La missione del ministro degli Esteri D’Alema in Giappone e in Corea del Sud, che ha seguito l’intensificarsi dei contatti tra i rappresentanti diplomatici di Seul e Pyongyang accreditati presso il Quirinale mediante i Convegni della Farnesina, prima che il test nucleare dello scorso ottobre obbligasse l’Italia all’interruzione dell’iniziativa, ha segnato l’avvio di una politica nuovamente indirizzata all’elaborazione di un margine, sia pur ristretto, di presenza ed azione dell’Italia nella crisi. La reazione di condanna espressa da Roma in conseguenza del test nordcoreano e la richiesta di una immediata ripresa del negoziato esapartito, fermo l’impegno per l’implementazione della politica delle sanzioni contro il regime di Pyongyang e il favore trasversale col quale maggioranza ed opposizione parlamentare guardano alla riconciliazione peninsulare, rassicurano l’alleato americano dell’iniziativa italiana. Il ruolo di membro non permanente a mandato biennale che il governo italiano ha assunto dal primo gennaio scorso in seno al Consiglio di Sicurezza ha permesso altresì l’elezione dell’Italia per l’anno 2007 alla presidenza del comitato per le sanzioni alla Corea del Nord stabilite dalla risoluzione 1718, accrescendo le opportunità di dialogo e le connesse responsabilità. La sostanziale estraneità geopolitica di Roma all’equilibrio regionale e i buoni rapporti vantati con tutti gli attori coinvolti nella crisi fanno sì che anche a Pyongyang si guardi con favore ad un eventuale e crescente coinvolgimento del nostro paese in fase di mediazione, sebbene il vincolo del negoziato a sei rimanga chiaramente il caposaldo del confronto.

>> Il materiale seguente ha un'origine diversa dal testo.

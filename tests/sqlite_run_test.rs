//! Full run persisted to SQLite, with the JSON report stage

use anyhow::{Result, anyhow};
use async_trait::async_trait;
use std::sync::Arc;
use tempfile::TempDir;

use ux_audit::AuditError;
use ux_audit::lifecycle::ProjectStatus;
use ux_audit::persistence::{
    AuditStore, MemoryAuditStore, ProjectId, ProjectResult, SqliteAuditStore,
};
use ux_audit::report::{JsonReportWriter, ReportGenerator};

mod common;
use common::{FakeSite, Harness, SEED, ScriptedEngine, only_project};

#[tokio::test]
async fn test_run_persists_to_sqlite_and_writes_report() -> Result<()> {
    let dir = TempDir::new()?;
    let store = Arc::new(SqliteAuditStore::open(&dir.path().join("audits.db")).await?);

    let site = FakeSite::new().page(SEED, &["/pricing", "/docs"]);
    let engine = ScriptedEngine::new()
        .scores(SEED, &[("usability", 90.0), ("clarity", 70.0)])
        .scores("https://example.com/pricing", &[("usability", 60.0)])
        .failing_on("https://example.com/docs");
    let harness = Harness::with_engine(site, engine);

    let reports = Arc::new(JsonReportWriter::new(store.clone(), dir.path().join("reports")));
    let summary = harness
        .runner(store.clone())
        .with_report_generator(reports.clone())
        .run(SEED, None, 5)
        .await?;
    assert_eq!(summary.pages_scanned, 3);

    let project = store.get_project(&summary.project_id).await?;
    assert_eq!(project.status, ProjectStatus::Completed);
    assert_eq!(project.step, 5);
    // Pages: 80 and 60
    assert_eq!(project.score, Some(70));

    let pages = store.read_pages_with_analyses(&summary.project_id).await?;
    let urls: Vec<&str> = pages.iter().map(|p| p.page.url.as_str()).collect();
    assert_eq!(
        urls,
        vec![
            SEED,
            "https://example.com/pricing",
            "https://example.com/docs"
        ]
    );
    assert!(pages[2].analysis.is_none());

    let report: serde_json::Value =
        serde_json::from_slice(&tokio::fs::read(reports.report_path(&summary.project_id)).await?)?;
    assert_eq!(report["result"]["overall"], 70);
    assert_eq!(report["project"]["status"], "generating_report");
    assert_eq!(report["pages"].as_array().map(Vec::len), Some(3));

    store.close().await;
    Ok(())
}

struct BrokenReport;

#[async_trait]
impl ReportGenerator for BrokenReport {
    async fn generate(&self, _project_id: &ProjectId, _result: &ProjectResult) -> Result<()> {
        Err(anyhow!("renderer crashed"))
    }
}

#[tokio::test]
async fn test_report_failure_marks_project_error() -> Result<()> {
    let harness = Harness::new(FakeSite::new().page(SEED, &[]));
    let store = Arc::new(MemoryAuditStore::new());

    let err = harness
        .runner(store.clone())
        .with_report_generator(Arc::new(BrokenReport))
        .run(SEED, None, 1)
        .await
        .expect_err("run fails");
    assert!(matches!(err, AuditError::Report(_)), "{err:?}");

    let project = only_project(&store).await;
    assert_eq!(project.status, ProjectStatus::Error);
    assert_eq!(project.step, 4);
    assert_eq!(project.message, "Error: Report generation failed: renderer crashed");
    // The score was written before the report stage
    assert_eq!(project.score, Some(80));
    Ok(())
}
//! Plan entitlements

use serde::{Deserialize, Serialize};
use std::fmt;
use std::str::FromStr;

/// Subscription plan, which decides how many pages one audit may scan
#[derive(
    Debug, Clone, Copy, PartialEq, Eq, Hash, Serialize, Deserialize, clap::ValueEnum,
)]
#[serde(rename_all = "lowercase")]
pub enum Plan {
    Free,
    Starter,
    Pro,
    Team,
}

impl Plan {
    /// Pages per audit
    #[must_use]
    pub const fn page_limit(self) -> usize {
        match self {
            Self::Free => 3,
            Self::Starter => 10,
            Self::Pro => 30,
            Self::Team => 75,
        }
    }

    #[must_use]
    pub const fn as_str(self) -> &'static str {
        match self {
            Self::Free => "free",
            Self::Starter => "starter",
            Self::Pro => "pro",
            Self::Team => "team",
        }
    }
}

impl fmt::Display for Plan {
    fn fmt(&self, f: &mut fmt::Formatter<'_>) -> fmt::Result {
        f.write_str(self.as_str())
    }
}

impl FromStr for Plan {
    type Err = String;

    fn from_str(s: &str) -> Result<Self, Self::Err> {
        match s.trim().to_ascii_lowercase().as_str() {
            "free" => Ok(Self::Free),
            "starter" => Ok(Self::Starter),
            "pro" => Ok(Self::Pro),
            "team" => Ok(Self::Team),
            other => Err(format!("unknown plan: {other}")),
        }
    }
}
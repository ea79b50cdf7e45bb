//! Persisted records: projects, pages, page analyses and issues

use chrono::{DateTime, Utc};
use serde::{Deserialize, Serialize};
use std::collections::BTreeMap;
use std::fmt;

use crate::assessment::{Assessment, Issue};
use crate::canonical_url::CanonicalUrl;
use crate::lifecycle::ProjectStatus;
use crate::snapshot_store::SnapshotRef;

macro_rules! record_id {
    ($(#[$meta:meta])* $name:ident) => {
        $(#[$meta])*
        #[derive(Debug, Clone, PartialEq, Eq, Hash, PartialOrd, Ord, Serialize, Deserialize)]
        #[serde(transparent)]
        pub struct $name(pub String);

        impl $name {
            /// Generate a new random id
            #[must_use]
            pub fn new() -> Self {
                Self(uuid::Uuid::new_v4().to_string())
            }

            #[must_use]
            pub fn as_str(&self) -> &str {
                &self.0
            }
        }

        impl Default for $name {
            fn default() -> Self {
                Self::new()
            }
        }

        impl fmt::Display for $name {
            fn fmt(&self, f: &mut fmt::Formatter<'_>) -> fmt::Result {
                f.write_str(&self.0)
            }
        }

        impl From<&str> for $name {
            fn from(value: &str) -> Self {
                Self(value.to_string())
            }
        }
    };
}

record_id!(
    /// Audit project identifier
    ProjectId
);
record_id!(
    /// Page record identifier
    PageId
);
record_id!(
    /// Page analysis identifier
    AnalysisId
);

/// One end-to-end audit run against a seed URL
#[derive(Debug, Clone, PartialEq, Serialize, Deserialize)]
pub struct AuditProject {
    pub id: ProjectId,
    pub seed_url: String,
    pub status: ProjectStatus,
    pub step: u8,
    pub message: String,
    /// Set once the project completes
    pub score: Option<u8>,
    pub breakdown: Option<BTreeMap<String, u8>>,
    pub created_at: DateTime<Utc>,
    pub completed_at: Option<DateTime<Utc>>,
}

impl AuditProject {
    #[must_use]
    pub fn new(seed_url: impl Into<String>) -> Self {
        Self {
            id: ProjectId::new(),
            seed_url: seed_url.into(),
            status: ProjectStatus::Queued,
            step: 0,
            message: "Queued".to_string(),
            score: None,
            breakdown: None,
            created_at: Utc::now(),
            completed_at: None,
        }
    }
}

/// A successfully snapshotted and persisted page
#[derive(Debug, Clone, PartialEq, Serialize, Deserialize)]
pub struct PageRecord {
    pub id: PageId,
    pub project_id: ProjectId,
    pub url: CanonicalUrl,
    pub snapshot: SnapshotRef,
    pub created_at: DateTime<Utc>,
}

/// Stored assessment of one page. Never updated; re-analysis adds a new one.
#[derive(Debug, Clone, PartialEq, Serialize, Deserialize)]
pub struct PageAnalysis {
    pub id: AnalysisId,
    pub page_id: PageId,
    pub dimensions: BTreeMap<String, f64>,
    pub issues: Vec<Issue>,
    pub summary: String,
    pub positive_highlights: Vec<String>,
    /// Mean of the page's own dimensions, `None` when it has none
    pub overall_score: Option<u8>,
    pub created_at: DateTime<Utc>,
}

impl PageAnalysis {
    #[must_use]
    pub fn from_assessment(page_id: PageId, assessment: Assessment) -> Self {
        let overall_score = assessment.overall_score();
        Self {
            id: AnalysisId::new(),
            page_id,
            dimensions: assessment.dimensions,
            issues: assessment.issues,
            summary: assessment.summary,
            positive_highlights: assessment.positive_highlights,
            overall_score,
            created_at: Utc::now(),
        }
    }
}

/// A page together with its effective (latest) analysis, if any
#[derive(Debug, Clone, PartialEq, Serialize, Deserialize)]
pub struct PageWithAnalysis {
    pub page: PageRecord,
    pub analysis: Option<PageAnalysis>,
}

/// Project-wide, flattened issue row
#[derive(Debug, Clone, PartialEq, Serialize, Deserialize)]
pub struct ProjectIssue {
    pub page_id: PageId,
    pub page_url: CanonicalUrl,
    #[serde(flatten)]
    pub issue: Issue,
}

/// Final score written to the project by the aggregator
#[derive(Debug, Clone, PartialEq, Eq, Serialize, Deserialize)]
pub struct ProjectResult {
    pub overall: u8,
    pub breakdown: BTreeMap<String, u8>,
}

La stabilità geopolitica dell’area nordorientale dell’Asia è una condizione necessaria per l’equilibrio complessivo continentale, dall’Oceano Indiano al Mar del Giappone. Con lo spostamento del baricentro del sistema internazionale verso est, il cosiddetto Estremo Oriente è sempre meno regione estrema per gli interessi di una potenza regionale di medio rango a proiezione globale quale è quella italiana. La penisola coreana e l’area asiatica nord-orientale non sono in tal senso più periferici o meno importanti dei colossi di Cindia.

 

 



Daniele Sfregola, specializzato in Relazioni internazionali presso la sioi di Roma, si occupa di politica estera italiana e storia diplomatica. Collabora con il gruppo di ricerca Epistemes.org.